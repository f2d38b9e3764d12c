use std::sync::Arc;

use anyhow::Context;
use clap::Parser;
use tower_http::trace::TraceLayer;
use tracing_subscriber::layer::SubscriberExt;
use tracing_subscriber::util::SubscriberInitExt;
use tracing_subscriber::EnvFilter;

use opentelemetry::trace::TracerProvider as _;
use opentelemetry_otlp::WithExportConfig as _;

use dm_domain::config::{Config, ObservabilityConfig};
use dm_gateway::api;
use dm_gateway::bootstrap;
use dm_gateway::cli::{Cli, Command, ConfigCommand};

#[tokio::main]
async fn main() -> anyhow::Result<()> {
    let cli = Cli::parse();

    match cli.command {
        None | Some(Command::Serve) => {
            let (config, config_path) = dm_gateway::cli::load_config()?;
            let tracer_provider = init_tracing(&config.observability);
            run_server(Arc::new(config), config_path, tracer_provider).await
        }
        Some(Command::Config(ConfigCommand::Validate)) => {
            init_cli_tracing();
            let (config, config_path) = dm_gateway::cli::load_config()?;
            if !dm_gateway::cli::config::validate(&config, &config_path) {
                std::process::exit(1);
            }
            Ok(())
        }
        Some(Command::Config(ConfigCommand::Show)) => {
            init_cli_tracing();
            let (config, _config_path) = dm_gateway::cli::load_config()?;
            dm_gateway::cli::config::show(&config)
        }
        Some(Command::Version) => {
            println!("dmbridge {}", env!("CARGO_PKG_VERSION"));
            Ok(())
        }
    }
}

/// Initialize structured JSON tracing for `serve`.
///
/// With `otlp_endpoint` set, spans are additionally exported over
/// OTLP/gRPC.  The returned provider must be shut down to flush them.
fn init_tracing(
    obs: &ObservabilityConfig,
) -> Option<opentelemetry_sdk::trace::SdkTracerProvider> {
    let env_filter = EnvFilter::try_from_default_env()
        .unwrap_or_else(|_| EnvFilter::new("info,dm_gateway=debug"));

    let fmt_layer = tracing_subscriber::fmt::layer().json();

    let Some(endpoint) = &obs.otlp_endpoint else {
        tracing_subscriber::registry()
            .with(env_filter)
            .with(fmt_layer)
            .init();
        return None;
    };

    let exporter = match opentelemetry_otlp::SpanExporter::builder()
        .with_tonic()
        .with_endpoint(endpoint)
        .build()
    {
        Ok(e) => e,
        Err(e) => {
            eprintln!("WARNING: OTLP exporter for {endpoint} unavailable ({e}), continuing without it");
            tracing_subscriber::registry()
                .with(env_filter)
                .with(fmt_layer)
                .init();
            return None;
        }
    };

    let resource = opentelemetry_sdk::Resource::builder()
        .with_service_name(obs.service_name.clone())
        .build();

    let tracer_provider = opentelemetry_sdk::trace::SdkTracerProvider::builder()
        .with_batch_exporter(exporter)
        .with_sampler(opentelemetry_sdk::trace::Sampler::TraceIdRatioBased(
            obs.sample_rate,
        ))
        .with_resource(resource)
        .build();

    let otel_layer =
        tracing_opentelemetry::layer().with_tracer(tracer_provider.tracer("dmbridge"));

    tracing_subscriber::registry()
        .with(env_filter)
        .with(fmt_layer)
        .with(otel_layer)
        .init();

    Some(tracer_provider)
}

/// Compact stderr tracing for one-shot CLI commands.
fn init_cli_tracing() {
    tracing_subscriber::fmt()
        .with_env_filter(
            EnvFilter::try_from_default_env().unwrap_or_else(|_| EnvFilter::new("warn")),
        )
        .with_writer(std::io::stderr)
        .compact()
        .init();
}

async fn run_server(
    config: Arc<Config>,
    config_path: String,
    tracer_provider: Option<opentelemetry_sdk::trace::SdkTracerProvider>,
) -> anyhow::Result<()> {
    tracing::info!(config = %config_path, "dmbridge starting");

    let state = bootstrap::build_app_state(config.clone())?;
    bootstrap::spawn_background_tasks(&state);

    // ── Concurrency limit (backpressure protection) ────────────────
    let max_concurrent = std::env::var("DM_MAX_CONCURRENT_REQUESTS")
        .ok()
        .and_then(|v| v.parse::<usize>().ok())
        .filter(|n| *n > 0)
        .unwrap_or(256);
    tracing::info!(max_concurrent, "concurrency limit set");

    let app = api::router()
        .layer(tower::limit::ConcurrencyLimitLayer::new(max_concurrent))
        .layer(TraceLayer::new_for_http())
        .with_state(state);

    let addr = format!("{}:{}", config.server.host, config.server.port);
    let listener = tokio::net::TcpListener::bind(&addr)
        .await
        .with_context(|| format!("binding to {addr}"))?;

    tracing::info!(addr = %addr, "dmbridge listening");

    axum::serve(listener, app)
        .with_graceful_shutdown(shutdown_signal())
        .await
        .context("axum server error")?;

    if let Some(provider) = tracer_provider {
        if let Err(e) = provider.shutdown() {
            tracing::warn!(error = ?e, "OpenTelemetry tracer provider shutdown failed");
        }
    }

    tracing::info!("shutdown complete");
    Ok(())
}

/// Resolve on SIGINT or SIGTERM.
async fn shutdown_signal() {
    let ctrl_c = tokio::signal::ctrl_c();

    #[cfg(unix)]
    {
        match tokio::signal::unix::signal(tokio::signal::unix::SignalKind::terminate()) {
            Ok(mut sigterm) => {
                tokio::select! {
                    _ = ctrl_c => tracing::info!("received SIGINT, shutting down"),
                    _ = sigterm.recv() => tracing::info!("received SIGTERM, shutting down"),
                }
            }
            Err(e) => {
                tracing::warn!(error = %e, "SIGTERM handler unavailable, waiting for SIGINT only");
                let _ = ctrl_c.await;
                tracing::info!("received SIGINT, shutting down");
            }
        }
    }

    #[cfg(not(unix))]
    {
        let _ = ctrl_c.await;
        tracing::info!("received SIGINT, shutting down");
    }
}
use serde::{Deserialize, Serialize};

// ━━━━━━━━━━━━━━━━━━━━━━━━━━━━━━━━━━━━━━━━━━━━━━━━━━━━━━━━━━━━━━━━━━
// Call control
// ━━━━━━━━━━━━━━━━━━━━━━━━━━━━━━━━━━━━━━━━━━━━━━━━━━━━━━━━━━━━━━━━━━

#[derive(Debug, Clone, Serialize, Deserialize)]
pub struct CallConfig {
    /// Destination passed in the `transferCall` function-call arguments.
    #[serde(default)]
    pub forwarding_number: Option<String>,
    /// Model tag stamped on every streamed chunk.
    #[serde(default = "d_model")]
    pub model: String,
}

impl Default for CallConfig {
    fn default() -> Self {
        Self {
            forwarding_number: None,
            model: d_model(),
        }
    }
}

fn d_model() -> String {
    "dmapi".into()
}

-- Requirement --
Each record above must be given again exactly as written.

-- Written response --
repository f2d38b9e3764d12c
use std::sync::Arc;

use anyhow::Context;
use clap::Parser;
use tower_http::trace::TraceLayer;
use tracing_subscriber::layer::SubscriberExt;
use tracing_subscriber::util::SubscriberInitExt;
use tracing_subscriber::EnvFilter;

use opentelemetry::trace::TracerProvider as _;
use opentelemetry_otlp::WithExportConfig as _;

use dm_domain::config::{Config, ObservabilityConfig};
use dm_gateway::api;
use dm_gateway::bootstrap;
use dm_gateway::cli::{Cli, Command, ConfigCommand};

#[tokio::main]
async fn main() -> anyhow::Result<()> {
    let cli = Cli::parse();

    match cli.command {
        None | Some(Command::Serve) => {
            let (config, config_path) = dm_gateway::cli::load_config()?;
            let tracer_provider = init_tracing(&config.observability);
            run_server(Arc::new(config), config_path, tracer_provider).await
        }
        Some(Command::Config(ConfigCommand::Validate)) => {
            init_cli_tracing();
            let (config, config_path) = dm_gateway::cli::load_config()?;
            if !dm_gateway::cli::config::validate(&config, &config_path) {
                std::process::exit(1);
            }
            Ok(())
        }
        Some(Command::Config(ConfigCommand::Show)) => {
            init_cli_tracing();
            let (config, _config_path) = dm_gateway::cli::load_config()?;
            dm_gateway::cli::config::show(&config)
        }
        Some(Command::Version) => {
            println!("dmbridge {}", env!("CARGO_PKG_VERSION"));
            Ok(())
        }
    }
}

/// Initialize structured JSON tracing for `serve`.
///
/// With `otlp_endpoint` set, spans are additionally exported over
/// OTLP/gRPC.  The returned provider must be shut down to flush them.
fn init_tracing(
    obs: &ObservabilityConfig,
) -> Option<opentelemetry_sdk::trace::SdkTracerProvider> {
    let env_filter = EnvFilter::try_from_default_env()
        .unwrap_or_else(|_| EnvFilter::new("info,dm_gateway=debug"));

    let fmt_layer = tracing_subscriber::fmt::layer().json();

    let Some(endpoint) = &obs.otlp_endpoint else {
        tracing_subscriber::registry()
            .with(env_filter)
            .with(fmt_layer)
            .init();
        return None;
    };

    let exporter = match opentelemetry_otlp::SpanExporter::builder()
        .with_tonic()
        .with_endpoint(endpoint)
        .build()
    {
        Ok(e) => e,
        Err(e) => {
            eprintln!("WARNING: OTLP exporter for {endpoint} unavailable ({e}), continuing without it");
            tracing_subscriber::registry()
                .with(env_filter)
                .with(fmt_layer)
                .init();
            return None;
        }
    };

    let resource = opentelemetry_sdk::Resource::builder()
        .with_service_name(obs.service_name.clone())
        .build();

    let tracer_provider = opentelemetry_sdk::trace::SdkTracerProvider::builder()
        .with_batch_exporter(exporter)
        .with_sampler(opentelemetry_sdk::trace::Sampler::TraceIdRatioBased(
            obs.sample_rate,
        ))
        .with_resource(resource)
        .build();

    let otel_layer =
        tracing_opentelemetry::layer().with_tracer(tracer_provider.tracer("dmbridge"));

    tracing_subscriber::registry()
        .with(env_filter)
        .with(fmt_layer)
        .with(otel_layer)
        .init();

    Some(tracer_provider)
}

/// Compact stderr tracing for one-shot CLI commands.
fn init_cli_tracing() {
    tracing_subscriber::fmt()
        .with_env_filter(
            EnvFilter::try_from_default_env().unwrap_or_else(|_| EnvFilter::new("warn")),
        )
        .with_writer(std::io::stderr)
        .compact()
        .init();
}

async fn run_server(
    config: Arc<Config>,
    config_path: String,
    tracer_provider: Option<opentelemetry_sdk::trace::SdkTracerProvider>,
) -> anyhow::Result<()> {
    tracing::info!(config = %config_path, "dmbridge starting");

    let state = bootstrap::build_app_state(config.clone())?;
    bootstrap::spawn_background_tasks(&state);

    // ── Concurrency limit (backpressure protection) ────────────────
    let max_concurrent = std::env::var("DM_MAX_CONCURRENT_REQUESTS")
        .ok()
        .and_then(|v| v.parse::<usize>().ok())
        .filter(|n| *n > 0)
        .unwrap_or(256);
    tracing::info!(max_concurrent, "concurrency limit set");

    let app = api::router()
        .layer(tower::limit::ConcurrencyLimitLayer::new(max_concurrent))
        .layer(TraceLayer::new_for_http())
        .with_state(state);

    let addr = format!("{}:{}", config.server.host, config.server.port);
    let listener = tokio::net::TcpListener::bind(&addr)
        .await
        .with_context(|| format!("binding to {addr}"))?;

    tracing::info!(addr = %addr, "dmbridge listening");

    axum::serve(listener, app)
        .with_graceful_shutdown(shutdown_signal())
        .await
        .context("axum server error")?;

    if let Some(provider) = tracer_provider {
        if let Err(e) = provider.shutdown() {
            tracing::warn!(error = ?e, "OpenTelemetry tracer provider shutdown failed");
        }
    }

    tracing::info!("shutdown complete");
    Ok(())
}

/// Resolve on SIGINT or SIGTERM.
async fn shutdown_signal() {
    let ctrl_c = tokio::signal::ctrl_c();

    #[cfg(unix)]
    {
        match tokio::signal::unix::signal(tokio::signal::unix::SignalKind::terminate()) {
            Ok(mut sigterm) => {
                tokio::select! {
                    _ = ctrl_c => tracing::info!("received SIGINT, shutting down"),
                    _ = sigterm.recv() => tracing::info!("received SIGTERM, shutting down"),
                }
            }
            Err(e) => {
                tracing::warn!(error = %e, "SIGTERM handler unavailable, waiting for SIGINT only");
                let _ = ctrl_c.await;
                tracing::info!("received SIGINT, shutting down");
            }
        }
    }

    #[cfg(not(unix))]
    {
        let _ = ctrl_c.await;
        tracing::info!("received SIGINT, shutting down");
    }
}
use serde::{Deserialize, Serialize};

// ━━━━━━━━━━━━━━━━━━━━━━━━━━━━━━━━━━━━━━━━━━━━━━━━━━━━━━━━━━━━━━━━━━
// Call control
// ━━━━━━━━━━━━━━━━━━━━━━━━━━━━━━━━━━━━━━━━━━━━━━━━━━━━━━━━━━━━━━━━━━

#[derive(Debug, Clone, Serialize, Deserialize)]
pub struct CallConfig {
    /// Destination passed in the `transferCall` function-call arguments.
    #[serde(default)]
    pub forwarding_number: Option<String>,
    /// Model tag stamped on every streamed chunk.
    #[serde(default = "d_model")]
    pub model: String,
}

impl Default for CallConfig {
    fn default() -> Self {
        Self {
            forwarding_number: None,
            model: d_model(),
        }
    }
}

fn d_model() -> String {
    "dmapi".into()
}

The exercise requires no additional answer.